In the listing that follows, count the lines that include "ParameterSymbol", and answer with the total alone.
== Segment start ==
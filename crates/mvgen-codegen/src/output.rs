//! Hint names and on-disk persistence of generated units.

use std::fs;
use std::path::{Path, PathBuf};

use tracing::{debug, warn};

use mvgen_core::GeneratorConfig;

use crate::error::{GeneratorError, Result};
use crate::generator::GeneratedSource;

/// File name of a unit generated for the type `full_name`.
///
/// `global::` qualifiers are dropped and generic punctuation becomes `_`:
/// `global::Game.Slot<int>` with suffix `__Union` is `Game.Slot_int___Union.g.cs`.
pub fn hint_name(full_name: &str, suffix: &str) -> String {
    let stripped = full_name.replace("global::", "");
    let mut name: String = stripped
        .chars()
        .map(|c| match c {
            '<' | '>' | ',' | ' ' | '[' | ']' | '?' | '*' | ':' => '_',
            c => c,
        })
        .collect();
    name.push_str(suffix);
    name.push_str(".g.cs");
    name
}

/// A C# identifier derived from a type's full name.
pub fn identifier(full_name: &str) -> String {
    full_name
        .replace("global::", "")
        .chars()
        .map(|c| if c.is_alphanumeric() || c == '_' { c } else { '_' })
        .collect()
}

/// Write every unit into `directory`, creating it first.
pub fn write_sources(directory: &Path, sources: &[GeneratedSource]) -> Result<Vec<PathBuf>> {
    fs::create_dir_all(directory).map_err(|source| GeneratorError::Write {
        path: directory.to_path_buf(),
        source,
    })?;

    sources
        .iter()
        .map(|unit| {
            let path = directory.join(&unit.hint_name);
            fs::write(&path, &unit.text).map_err(|source| GeneratorError::Write {
                path: path.clone(),
                source,
            })?;
            Ok(path)
        })
        .collect()
}

/// Also write the units under the project's generated-code directory, if configured.
///
/// Failures are logged and otherwise ignored.
pub fn persist(config: &GeneratorConfig, assembly: &str, sources: &[GeneratedSource]) {
    if sources.is_empty() {
        return;
    }
    let Some(directory) = config.output_directory(assembly) else {
        return;
    };

    match write_sources(&directory, sources) {
        Ok(paths) => debug!(count = paths.len(), directory = %directory.display(), "persisted generated sources"),
        Err(error) => warn!(%error, "failed to persist generated sources"),
    }
}
//! Semantic symbols produced by a semantic model.

use crate::ast::{AttributeSyntax, Location, TypeSyntax};
use crate::types::{Accessibility, RefKind, TypeId, TypeKind};

/// A named, constructed, array or type-parameter type.
#[derive(Debug, Clone, PartialEq)]
pub struct TypeSymbol {
    pub id: TypeId,
    /// Simple name, e.g. `IUnion`
    pub name: String,
    /// Fully-qualified display name, e.g. `global::ZBase.Foundation.Mvvm.Unions.IUnion<int>`
    pub full_name: String,
    /// Metadata name of the definition, e.g. ``ZBase.Foundation.Mvvm.Unions.IUnion`1``
    pub metadata_name: String,
    pub kind: TypeKind,
    pub type_parameters: Vec<String>,
    pub type_arguments: Vec<TypeId>,
    /// The unconstructed definition (`self.id` when not constructed)
    pub definition: TypeId,
    pub base_type: Option<TypeId>,
    /// Directly declared interfaces
    pub interfaces: Vec<TypeId>,
    pub members: Vec<MemberSymbol>,
    pub attributes: Vec<AttributeData>,
    /// Name of the assembly declaring the type
    pub assembly: String,
}

impl TypeSymbol {
    pub fn is_value_type(&self) -> bool {
        self.kind.is_value_type()
    }

    pub fn is_reference_type(&self) -> bool {
        self.kind.is_reference_type()
    }

    /// Whether the type has type parameters (constructed or not).
    pub fn is_generic(&self) -> bool {
        !self.type_parameters.is_empty()
    }

    pub fn is_constructed(&self) -> bool {
        self.definition != self.id
    }

    pub fn fields(&self) -> impl Iterator<Item = &FieldSymbol> {
        self.members.iter().filter_map(|m| match m {
            MemberSymbol::Field(field) => Some(field),
            _ => None,
        })
    }

    pub fn methods(&self) -> impl Iterator<Item = &MethodSymbol> {
        self.members.iter().filter_map(|m| match m {
            MemberSymbol::Method(method) => Some(method),
            _ => None,
        })
    }
}

/// A member of a named type.
#[derive(Debug, Clone, PartialEq)]
pub enum MemberSymbol {
    Field(FieldSymbol),
    Method(MethodSymbol),
    Property(PropertySymbol),
}

impl MemberSymbol {
    pub fn name(&self) -> &str {
        match self {
            Self::Field(field) => &field.name,
            Self::Method(method) => &method.name,
            Self::Property(property) => &property.name,
        }
    }
}

#[derive(Debug, Clone, PartialEq)]
pub struct FieldSymbol {
    pub name: String,
    pub ty: Option<TypeId>,
    pub location: Location,
}

#[derive(Debug, Clone, PartialEq)]
pub struct PropertySymbol {
    pub name: String,
    pub ty: Option<TypeId>,
    pub location: Location,
}

#[derive(Debug, Clone, PartialEq)]
pub struct MethodSymbol {
    pub name: String,
    pub accessibility: Accessibility,
    /// Whether an access modifier was written on the declaration
    pub has_explicit_accessibility: bool,
    pub returns_void: bool,
    pub return_type: Option<TypeId>,
    pub parameters: Vec<ParameterSymbol>,
    /// Declared `partial` without a body
    pub is_partial_definition: bool,
    pub is_static: bool,
    /// Attributes that apply to the method itself
    pub attributes: Vec<AttributeData>,
    /// Every attribute written on the declaration, targeted ones included
    pub attribute_syntax: Vec<AttributeSyntax>,
    pub location: Location,
}

impl MethodSymbol {
    /// The attribute of the given class applied to this method, if any.
    pub fn attribute(&self, full_name: &str) -> Option<&AttributeData> {
        self.attributes.iter().find(|a| a.is(full_name))
    }
}

#[derive(Debug, Clone, PartialEq)]
pub struct ParameterSymbol {
    pub name: String,
    pub ty: Option<TypeId>,
    pub ref_kind: RefKind,
    pub type_syntax: TypeSyntax,
}

/// An applied attribute with its bound class.
#[derive(Debug, Clone, PartialEq)]
pub struct AttributeData {
    pub class: Option<TypeId>,
    /// Fully-qualified name of the bound class
    pub class_name: Option<String>,
    pub syntax: AttributeSyntax,
}

impl AttributeData {
    pub fn is(&self, full_name: &str) -> bool {
        self.class_name.as_deref() == Some(full_name)
    }
}

/// Identity of a referenced assembly.
#[derive(Debug, Clone, PartialEq, Eq, Hash)]
pub struct AssemblyIdentity {
    pub name: String,
    pub version: String,
    pub culture: String,
    pub public_key_token: Option<String>,
}

impl AssemblyIdentity {
    pub fn new(name: impl Into<String>) -> Self {
        Self {
            name: name.into(),
            version: "0.0.0.0".to_string(),
            culture: "neutral".to_string(),
            public_key_token: None,
        }
    }

    pub fn with_version(mut self, version: impl Into<String>) -> Self {
        self.version = version.into();
        self
    }

    /// Display string, e.g. `UnityEngine, Version=0.0.0.0, Culture=neutral, PublicKeyToken=null`.
    pub fn display_name(&self) -> String {
        format!(
            "{}, Version={}, Culture={}, PublicKeyToken={}",
            self.name,
            self.version,
            self.culture,
            self.public_key_token.as_deref().unwrap_or("null"),
        )
    }
}

#[cfg(test)]
mod tests {
    use super::*;

    #[test]
    fn test_assembly_display_name() {
        let identity = AssemblyIdentity::new("UnityEngine").with_version("1.2.3.4");
        assert_eq!(
            identity.display_name(),
            "UnityEngine, Version=1.2.3.4, Culture=neutral, PublicKeyToken=null"
        );
    }
}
== Segment end ==
→ YOUR RESPONSE
2